- Date: 6–12 January
- Edition: 1st
- Draw: 48S / 16D
- Surface: Hard
- Location: Da Nang, Vietnam

Champions

Singles
- Marcel Granollers

Doubles
- Hsieh Cheng-peng / Christopher Rungkat
| Da Nang Tennis Open |

= 2019 Da Nang Tennis Open =

The 2019 Da Nang Tennis Open was a professional tennis tournament played on hardcourts. It was the first edition of the tournament which was part of the 2019 ATP Challenger Tour. It took place in Da Nang, Vietnam between 6 and 12 January 2019.

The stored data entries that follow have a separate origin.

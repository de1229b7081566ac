//! BeFit Core - Domain types and business rules.
//!
//! This crate provides the types shared by every BeFit component:
//! - `api` - HTTP JSON service for the store and the admin dashboard
//! - `cli` - Command-line tools for migrations, seeding and scheduled jobs
//!
//! # Architecture
//!
//! The core crate contains only types and pure functions - no I/O, no database
//! access, no HTTP clients. Rules that decide money or state (order transitions,
//! loyalty tiers, totals) live here so they can be tested without a database.
//!
//! # Modules
//!
//! - [`types`] - Type-safe IDs, emails, and status enums
//! - [`order`] - Order state machine and totals
//! - [`loyalty`] - Tier selection, point accrual, and shipping benefits
//! - [`fitness`] - Plan recommendation from a fitness goal

#![cfg_attr(not(test), forbid(unsafe_code))]

pub mod fitness;
pub mod loyalty;
pub mod order;
pub mod types;

pub use types::*;
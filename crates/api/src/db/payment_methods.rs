//! Payment method repository. Same single-default rule as addresses.

use sqlx::PgPool;

use befit_core::{PaymentMethodId, UserId};

use super::RepositoryError;
use crate::models::{PaymentMethod, PaymentMethodInput};

const PAYMENT_METHOD_COLUMNS: &str = "id, user_id, payment_type, provider_ref, card_brand, \
     last_four, expiration_date, is_default, created_at";

/// Repository for payment method database operations.
pub struct PaymentMethodRepository<'a> {
    pool: &'a PgPool,
}

impl<'a> PaymentMethodRepository<'a> {
    /// Create a new payment method repository.
    #[must_use]
    pub const fn new(pool: &'a PgPool) -> Self {
        Self { pool }
    }

    /// List a user's payment methods, default first.
    ///
    /// # Errors
    ///
    /// Returns `RepositoryError::Database` if the query fails.
    pub async fn list_for_user(
        &self,
        user_id: UserId,
    ) -> Result<Vec<PaymentMethod>, RepositoryError> {
        let rows = sqlx::query_as::<_, PaymentMethod>(&format!(
            "SELECT {PAYMENT_METHOD_COLUMNS} FROM befit.payment_methods WHERE user_id = $1 \
             ORDER BY is_default DESC, created_at"
        ))
        .bind(user_id)
        .fetch_all(self.pool)
        .await?;

        Ok(rows)
    }

    /// Get one of the user's payment methods.
    ///
    /// # Errors
    ///
    /// Returns `RepositoryError::Database` if the query fails.
    pub async fn get(
        &self,
        user_id: UserId,
        id: PaymentMethodId,
    ) -> Result<Option<PaymentMethod>, RepositoryError> {
        let row = sqlx::query_as::<_, PaymentMethod>(&format!(
            "SELECT {PAYMENT_METHOD_COLUMNS} FROM befit.payment_methods WHERE id = $1 AND user_id = $2"
        ))
        .bind(id)
        .bind(user_id)
        .fetch_optional(self.pool)
        .await?;

        Ok(row)
    }

    /// Save a payment method. The first one becomes the default.
    ///
    /// # Errors
    ///
    /// Returns `RepositoryError::Database` if the insert fails.
    pub async fn create(
        &self,
        user_id: UserId,
        input: &PaymentMethodInput,
    ) -> Result<PaymentMethod, RepositoryError> {
        let mut tx = self.pool.begin().await?;

        let has_any: bool = sqlx::query_scalar(
            "SELECT EXISTS(SELECT 1 FROM befit.payment_methods WHERE user_id = $1)",
        )
        .bind(user_id)
        .fetch_one(&mut *tx)
        .await?;
        let is_default = input.is_default || !has_any;

        if is_default {
            clear_default(&mut tx, user_id).await?;
        }

        let method = sqlx::query_as::<_, PaymentMethod>(&format!(
            r"
            INSERT INTO befit.payment_methods
                (user_id, payment_type, provider_ref, card_brand, last_four, expiration_date, is_default)
            VALUES ($1, $2, $3, $4, $5, $6, $7)
            RETURNING {PAYMENT_METHOD_COLUMNS}
            "
        ))
        .bind(user_id)
        .bind(input.payment_type)
        .bind(input.provider_ref.trim())
        .bind(input.card_brand.as_deref())
        .bind(input.last_four.as_deref())
        .bind(input.expiration_date.as_deref())
        .bind(is_default)
        .fetch_one(&mut *tx)
        .await?;

        tx.commit().await?;
        Ok(method)
    }

    /// Make a payment method the user's default.
    ///
    /// # Errors
    ///
    /// Returns `RepositoryError::NotFound` if the user has no such method.
    /// Returns `RepositoryError::Database` if the update fails.
    pub async fn set_default(
        &self,
        user_id: UserId,
        id: PaymentMethodId,
    ) -> Result<PaymentMethod, RepositoryError> {
        let mut tx = self.pool.begin().await?;
        clear_default(&mut tx, user_id).await?;

        let method = sqlx::query_as::<_, PaymentMethod>(&format!(
            "UPDATE befit.payment_methods SET is_default = TRUE WHERE id = $1 AND user_id = $2 \
             RETURNING {PAYMENT_METHOD_COLUMNS}"
        ))
        .bind(id)
        .bind(user_id)
        .fetch_optional(&mut *tx)
        .await?
        .ok_or(RepositoryError::NotFound)?;

        tx.commit().await?;
        Ok(method)
    }

    /// Delete a payment method.
    ///
    /// # Errors
    ///
    /// Returns `RepositoryError::Conflict` if a live subscription bills this method.
    /// Returns `RepositoryError::NotFound` if the user has no such method.
    /// Returns `RepositoryError::Database` if the delete fails.
    pub async fn delete(&self, user_id: UserId, id: PaymentMethodId) -> Result<(), RepositoryError> {
        let mut tx = self.pool.begin().await?;

        let in_use: bool = sqlx::query_scalar(
            r"
            SELECT EXISTS(
                SELECT 1 FROM befit.subscriptions
                WHERE payment_method_id = $1 AND subscription_status IN ('active', 'paused')
            )
            ",
        )
        .bind(id)
        .fetch_one(&mut *tx)
        .await?;

        if in_use {
            return Err(RepositoryError::Conflict(
                "Payment method is used by an active subscription".to_string(),
            ));
        }

        let was_default: bool = sqlx::query_scalar(
            "DELETE FROM befit.payment_methods WHERE id = $1 AND user_id = $2 RETURNING is_default",
        )
        .bind(id)
        .bind(user_id)
        .fetch_optional(&mut *tx)
        .await?
        .ok_or(RepositoryError::NotFound)?;

        if was_default {
            sqlx::query(
                r"
                UPDATE befit.payment_methods SET is_default = TRUE
                WHERE id = (
                    SELECT id FROM befit.payment_methods WHERE user_id = $1
                    ORDER BY created_at LIMIT 1
                )
                ",
            )
            .bind(user_id)
            .execute(&mut *tx)
            .await?;
        }

        tx.commit().await?;
        Ok(())
    }
}

async fn clear_default(
    conn: &mut sqlx::PgConnection,
    user_id: UserId,
) -> Result<(), RepositoryError> {
    sqlx::query(
        "UPDATE befit.payment_methods SET is_default = FALSE WHERE user_id = $1 AND is_default",
    )
    .bind(user_id)
    .execute(conn)
    .await?;
    Ok(())
}

/// Load a payment method inside a transaction, checking ownership.
///
/// # Errors
///
/// Returns `RepositoryError::Database` if the query fails.
pub async fn get_owned(
    conn: &mut sqlx::PgConnection,
    user_id: UserId,
    id: PaymentMethodId,
) -> Result<Option<PaymentMethod>, RepositoryError> {
    let row = sqlx::query_as::<_, PaymentMethod>(&format!(
        "SELECT {PAYMENT_METHOD_COLUMNS} FROM befit.payment_methods WHERE id = $1 AND user_id = $2"
    ))
    .bind(id)
    .bind(user_id)
    .fetch_optional(conn)
    .await?;

    Ok(row)
}
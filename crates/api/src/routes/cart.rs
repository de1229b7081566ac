//! Shopping cart routes.

use axum::{
    Json, Router,
    extract::{Path, State},
    http::StatusCode,
    routing::{get, post, put},
};
use serde::Deserialize;

use befit_core::ProductId;

use crate::error::AppError;
use crate::middleware::RequireAuth;
use crate::models::Cart;
use crate::services::CartService;
use crate::state::AppState;

/// Build the cart router.
pub fn router() -> Router<AppState> {
    Router::new()
        .route("/cart", get(get_cart).delete(clear_cart))
        .route("/cart/items", post(add_item))
        .route(
            "/cart/items/{product_id}",
            put(update_item).delete(remove_item),
        )
}

#[derive(Debug, Deserialize)]
pub struct AddItemRequest {
    pub product_id: ProductId,
    #[serde(default = "one")]
    pub quantity: i32,
}

const fn one() -> i32 {
    1
}

#[derive(Debug, Deserialize)]
pub struct UpdateItemRequest {
    pub quantity: i32,
}

pub async fn get_cart(
    State(state): State<AppState>,
    RequireAuth(user): RequireAuth,
) -> Result<Json<Cart>, AppError> {
    Ok(Json(CartService::new(state.pool()).get(user.id).await?))
}

pub async fn add_item(
    State(state): State<AppState>,
    RequireAuth(user): RequireAuth,
    Json(body): Json<AddItemRequest>,
) -> Result<Json<Cart>, AppError> {
    let cart = CartService::new(state.pool())
        .add_item(user.id, body.product_id, body.quantity)
        .await?;
    Ok(Json(cart))
}

pub async fn update_item(
    State(state): State<AppState>,
    RequireAuth(user): RequireAuth,
    Path(product_id): Path<ProductId>,
    Json(body): Json<UpdateItemRequest>,
) -> Result<Json<Cart>, AppError> {
    let cart = CartService::new(state.pool())
        .update_item(user.id, product_id, body.quantity)
        .await?;
    Ok(Json(cart))
}

pub async fn remove_item(
    State(state): State<AppState>,
    RequireAuth(user): RequireAuth,
    Path(product_id): Path<ProductId>,
) -> Result<Json<Cart>, AppError> {
    let cart = CartService::new(state.pool())
        .remove_item(user.id, product_id)
        .await?;
    Ok(Json(cart))
}

pub async fn clear_cart(
    State(state): State<AppState>,
    RequireAuth(user): RequireAuth,
) -> Result<StatusCode, AppError> {
    CartService::new(state.pool()).clear(user.id).await?;
    Ok(StatusCode::NO_CONTENT)
}
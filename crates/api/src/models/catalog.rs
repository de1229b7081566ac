//! Catalog types: categories, products, images, and search.

use chrono::{DateTime, Utc};
use rust_decimal::Decimal;
use serde::{Deserialize, Serialize};

use befit_core::{CategoryId, ProductId, ProductImageId};

/// A product category.
#[derive(Debug, Clone, Serialize, sqlx::FromRow)]
pub struct Category {
    pub id: CategoryId,
    pub name: String,
    pub description: Option<String>,
    pub created_at: DateTime<Utc>,
}

/// Body for creating or replacing a category.
#[derive(Debug, Clone, Deserialize)]
pub struct CategoryInput {
    pub name: String,
    pub description: Option<String>,
}

/// A sellable supplement.
#[derive(Debug, Clone, Serialize, sqlx::FromRow)]
pub struct Product {
    pub id: ProductId,
    pub category_id: Option<CategoryId>,
    pub name: String,
    pub description: Option<String>,
    pub brand: Option<String>,
    pub physical_activities: Vec<String>,
    pub fitness_objectives: Vec<String>,
    pub nutritional_value: Option<String>,
    pub price: Decimal,
    pub stock: i32,
    pub sku: Option<String>,
    pub is_active: bool,
    /// Mean of all review ratings, 0 when unreviewed.
    pub average_rating: Decimal,
    pub created_at: DateTime<Utc>,
    pub updated_at: DateTime<Utc>,
}

/// An image attached to a product.
#[derive(Debug, Clone, Serialize, sqlx::FromRow)]
pub struct ProductImage {
    pub id: ProductImageId,
    pub product_id: ProductId,
    pub image_path: String,
    pub is_primary: bool,
    pub display_order: i32,
    pub created_at: DateTime<Utc>,
}

/// A product with its images ordered by `display_order`.
#[derive(Debug, Clone, Serialize)]
pub struct ProductDetail {
    #[serde(flatten)]
    pub product: Product,
    pub category_name: Option<String>,
    pub images: Vec<ProductImage>,
}

/// Body of `POST /admin/products`.
#[derive(Debug, Clone, Deserialize)]
pub struct ProductInput {
    pub category_id: Option<CategoryId>,
    pub name: String,
    pub description: Option<String>,
    pub brand: Option<String>,
    #[serde(default)]
    pub physical_activities: Vec<String>,
    #[serde(default)]
    pub fitness_objectives: Vec<String>,
    pub nutritional_value: Option<String>,
    pub price: Decimal,
    #[serde(default)]
    pub stock: i32,
    pub sku: Option<String>,
    #[serde(default = "default_true")]
    pub is_active: bool,
}

const fn default_true() -> bool {
    true
}

/// Body of `PUT /admin/products/{id}`; absent fields keep their value.
#[derive(Debug, Clone, Default, Deserialize)]
pub struct ProductUpdate {
    pub category_id: Option<CategoryId>,
    pub name: Option<String>,
    pub description: Option<String>,
    pub brand: Option<String>,
    pub physical_activities: Option<Vec<String>>,
    pub fitness_objectives: Option<Vec<String>>,
    pub nutritional_value: Option<String>,
    pub price: Option<Decimal>,
    pub stock: Option<i32>,
    pub sku: Option<String>,
    pub is_active: Option<bool>,
}

impl ProductUpdate {
    /// Apply the present fields on top of an existing product.
    #[must_use]
    pub fn apply_to(self, product: &Product) -> ProductInput {
        ProductInput {
            category_id: self.category_id.or(product.category_id),
            name: self.name.unwrap_or_else(|| product.name.clone()),
            description: self.description.or_else(|| product.description.clone()),
            brand: self.brand.or_else(|| product.brand.clone()),
            physical_activities: self
                .physical_activities
                .unwrap_or_else(|| product.physical_activities.clone()),
            fitness_objectives: self
                .fitness_objectives
                .unwrap_or_else(|| product.fitness_objectives.clone()),
            nutritional_value: self
                .nutritional_value
                .or_else(|| product.nutritional_value.clone()),
            price: self.price.unwrap_or(product.price),
            stock: self.stock.unwrap_or(product.stock),
            sku: self.sku.or_else(|| product.sku.clone()),
            is_active: self.is_active.unwrap_or(product.is_active),
        }
    }
}

/// Query string of `GET /search/products`.
#[derive(Debug, Clone, Default, Deserialize)]
pub struct ProductSearch {
    pub q: Option<String>,
    pub category: Option<String>,
    pub physical_activity: Option<String>,
    pub fitness_objective: Option<String>,
    pub min_price: Option<Decimal>,
    pub max_price: Option<Decimal>,
    pub is_active: Option<bool>,
    #[serde(default)]
    pub skip: i64,
    #[serde(default = "default_search_limit")]
    pub limit: i64,
}

const fn default_search_limit() -> i64 {
    20
}

/// Values available for the search filter widgets.
#[derive(Debug, Clone, Default, Serialize)]
pub struct SearchFilters {
    pub categories: Vec<String>,
    pub physical_activities: Vec<String>,
    pub fitness_objectives: Vec<String>,
}

#[cfg(test)]
#[allow(clippy::unwrap_used)]
mod tests {
    use super::*;

    fn product() -> Product {
        Product {
            id: ProductId::new(1),
            category_id: Some(CategoryId::new(2)),
            name: "Whey Isolate".to_string(),
            description: None,
            brand: Some("Iron Labs".to_string()),
            physical_activities: vec!["weightlifting".to_string()],
            fitness_objectives: vec!["gain_muscle".to_string()],
            nutritional_value: None,
            price: Decimal::new(89_900, 2),
            stock: 12,
            sku: Some("WHEY-ISO-2LB".to_string()),
            is_active: true,
            average_rating: Decimal::ZERO,
            created_at: Utc::now(),
            updated_at: Utc::now(),
        }
    }

    #[test]
    fn test_update_keeps_absent_fields() {
        let update = ProductUpdate {
            price: Some(Decimal::new(79_900, 2)),
            is_active: Some(false),
            ..ProductUpdate::default()
        };
        let merged = update.apply_to(&product());
        assert_eq!(merged.price, Decimal::new(79_900, 2));
        assert!(!merged.is_active);
        assert_eq!(merged.name, "Whey Isolate");
        assert_eq!(merged.stock, 12);
        assert_eq!(merged.category_id, Some(CategoryId::new(2)));
    }

    #[test]
    fn test_search_defaults() {
        let search: ProductSearch = serde_json::from_str("{}").unwrap();
        assert_eq!(search.skip, 0);
        assert_eq!(search.limit, 20);
        assert!(search.q.is_none());
    }

    #[test]
    fn test_product_input_defaults_active() {
        let input: ProductInput =
            serde_json::from_str(r#"{"name": "Creatine", "price": "399.00"}"#).unwrap();
        assert!(input.is_active);
        assert_eq!(input.stock, 0);
        assert!(input.physical_activities.is_empty());
    }
}
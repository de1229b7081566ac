//! Shopping cart repository.
//!
//! One cart per user, created on first add. Lines are unique per product.

use sqlx::{PgConnection, PgPool};

use befit_core::{CartId, ProductId, UserId};

use super::RepositoryError;
use crate::models::CartLine;

const LINE_SELECT: &str = r"
    SELECT ci.product_id, p.name AS product_name, p.price AS unit_price, ci.quantity,
           p.stock, p.is_active, ci.added_at
    FROM befit.cart_items ci
    JOIN befit.products p ON p.id = ci.product_id
    WHERE ci.cart_id = $1
";

/// Product rows are locked in product order, whatever the cart's order.
fn locked_lines_sql() -> String {
    format!("{LINE_SELECT} ORDER BY ci.product_id FOR UPDATE OF p, ci")
}

/// Repository for cart reads.
pub struct CartRepository<'a> {
    pool: &'a PgPool,
}

impl<'a> CartRepository<'a> {
    /// Create a new cart repository.
    #[must_use]
    pub const fn new(pool: &'a PgPool) -> Self {
        Self { pool }
    }

    /// The user's cart ID, if they have one.
    ///
    /// # Errors
    ///
    /// Returns `RepositoryError::Database` if the query fails.
    pub async fn find_cart(&self, user_id: UserId) -> Result<Option<CartId>, RepositoryError> {
        let id = sqlx::query_scalar("SELECT id FROM befit.shopping_carts WHERE user_id = $1")
            .bind(user_id)
            .fetch_optional(self.pool)
            .await?;
        Ok(id)
    }

    /// Lines of a cart joined with current product data.
    ///
    /// # Errors
    ///
    /// Returns `RepositoryError::Database` if the query fails.
    pub async fn lines(&self, cart_id: CartId) -> Result<Vec<CartLine>, RepositoryError> {
        let sql = format!("{LINE_SELECT} ORDER BY ci.added_at, ci.id");
        let rows = sqlx::query_as::<_, CartLine>(&sql)
            .bind(cart_id)
            .fetch_all(self.pool)
            .await?;
        Ok(rows)
    }
}

/// Find the user's cart or create it.
///
/// # Errors
///
/// Returns `RepositoryError::Database` if the upsert fails.
pub async fn get_or_create(
    conn: &mut PgConnection,
    user_id: UserId,
) -> Result<CartId, RepositoryError> {
    // The no-op update makes RETURNING yield the existing row on conflict
    let id = sqlx::query_scalar(
        r"
        INSERT INTO befit.shopping_carts (user_id) VALUES ($1)
        ON CONFLICT (user_id) DO UPDATE SET user_id = EXCLUDED.user_id
        RETURNING id
        ",
    )
    .bind(user_id)
    .fetch_one(conn)
    .await?;
    Ok(id)
}

/// Lines of a cart, locked for checkout.
///
/// # Errors
///
/// Returns `RepositoryError::Database` if the query fails.
pub async fn lines_for_update(
    conn: &mut PgConnection,
    cart_id: CartId,
) -> Result<Vec<CartLine>, RepositoryError> {
    let rows = sqlx::query_as::<_, CartLine>(&locked_lines_sql())
        .bind(cart_id)
        .fetch_all(conn)
        .await?;
    Ok(rows)
}

/// Quantity of a product already in the cart (0 when absent).
///
/// # Errors
///
/// Returns `RepositoryError::Database` if the query fails.
pub async fn line_quantity(
    conn: &mut PgConnection,
    cart_id: CartId,
    product_id: ProductId,
) -> Result<i32, RepositoryError> {
    let quantity: Option<i32> = sqlx::query_scalar(
        "SELECT quantity FROM befit.cart_items WHERE cart_id = $1 AND product_id = $2 FOR UPDATE",
    )
    .bind(cart_id)
    .bind(product_id)
    .fetch_optional(conn)
    .await?;
    Ok(quantity.unwrap_or(0))
}

/// Set a line's quantity, creating the line if needed.
///
/// # Errors
///
/// Returns `RepositoryError::Database` if the upsert fails.
pub async fn set_line(
    conn: &mut PgConnection,
    cart_id: CartId,
    product_id: ProductId,
    quantity: i32,
) -> Result<(), RepositoryError> {
    sqlx::query(
        r"
        INSERT INTO befit.cart_items (cart_id, product_id, quantity) VALUES ($1, $2, $3)
        ON CONFLICT (cart_id, product_id) DO UPDATE SET quantity = EXCLUDED.quantity
        ",
    )
    .bind(cart_id)
    .bind(product_id)
    .bind(quantity)
    .execute(&mut *conn)
    .await?;

    sqlx::query("UPDATE befit.shopping_carts SET updated_at = NOW() WHERE id = $1")
        .bind(cart_id)
        .execute(conn)
        .await?;
    Ok(())
}

/// Remove a line. Returns whether it existed.
///
/// # Errors
///
/// Returns `RepositoryError::Database` if the delete fails.
pub async fn remove_line<'e, E>(
    executor: E,
    cart_id: CartId,
    product_id: ProductId,
) -> Result<bool, RepositoryError>
where
    E: sqlx::PgExecutor<'e>,
{
    let result = sqlx::query("DELETE FROM befit.cart_items WHERE cart_id = $1 AND product_id = $2")
        .bind(cart_id)
        .bind(product_id)
        .execute(executor)
        .await?;
    Ok(result.rows_affected() > 0)
}

/// Remove every line of a cart.
///
/// # Errors
///
/// Returns `RepositoryError::Database` if the delete fails.
pub async fn clear<'e, E>(executor: E, cart_id: CartId) -> Result<(), RepositoryError>
where
    E: sqlx::PgExecutor<'e>,
{
    sqlx::query("DELETE FROM befit.cart_items WHERE cart_id = $1")
        .bind(cart_id)
        .execute(executor)
        .await?;
    Ok(())
}

#[cfg(test)]
mod tests {
    use super::*;

    #[test]
    fn test_checkout_locks_lines_in_product_order() {
        let sql = locked_lines_sql();
        let order_by = sql.find("ORDER BY ci.product_id").unwrap_or(usize::MAX);
        let lock = sql.find("FOR UPDATE").unwrap_or(0);
        assert!(order_by < lock);
        assert!(!sql.contains("added_at,"));
    }
}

==Singles main draw entrants==

===Seeds===

| Country | Player | Rank^{1} | Seed |
|---|---|---|---|
| ESP | Marcel Granollers | 96 | 1 |
| ITA | Matteo Viola | 291 | 2 |
| IND | Sasikumar Mukund | 295 | 3 |
| USA | Thai-Son Kwiatkowski | 296 | 4 |
| TPE | Yang Tsung-hua | 298 | 5 |
| USA | Evan Song | 320 | 6 |
| GER | Sebastian Fanselow | 323 | 7 |
| JPN | Yusuke Takahashi | 326 | 8 |
| JPN | Renta Tokuda | 337 | 9 |
| HUN | Zsombor Piros | 338 | 10 |
| IND | Sumit Nagal | 339 | 11 |
| FRA | Alexandre Müller | 342 | 12 |
| ESP | Carlos Boluda-Purkiss | 353 | 13 |
| FRA | Antoine Escoffier | 355 | 14 |
| JPN | Makoto Ochi | 358 | 15 |
| KAZ | Denis Yevseyev | 359 | 16 |

- ^{1} Rankings are as of December 31, 2018.

===Other entrants===
The following players received entry into the singles main draw as wildcards:
- JPN Shinji Hazawa
- USA Daniel Nguyen
- THA Sonchat Ratiwatana
- VIE Trịnh Linh Giang
- AUS Stefan Vujic

The following players received entry into the singles main draw using their ITF World Tennis Ranking:
- ITA Riccardo Bonadio
- KOR Kim Cheong-eui
- ESP Jordi Samper Montaña
- JPN Yuta Shimizu

The following players received entry from the qualifying draw:
- IND Manish Sureshkumar
- JPN Kaito Uesugi

The following player received entry as a lucky loser:
- USA Alafia Ayeni

==Champions==

===Singles===

- ESP Marcel Granollers def. ITA Matteo Viola 6–2, 6–0.

===Doubles===

- TPE Hsieh Cheng-peng / INA Christopher Rungkat def. IND Leander Paes / MEX Miguel Ángel Reyes-Varela 6–3, 2–6, [11–9].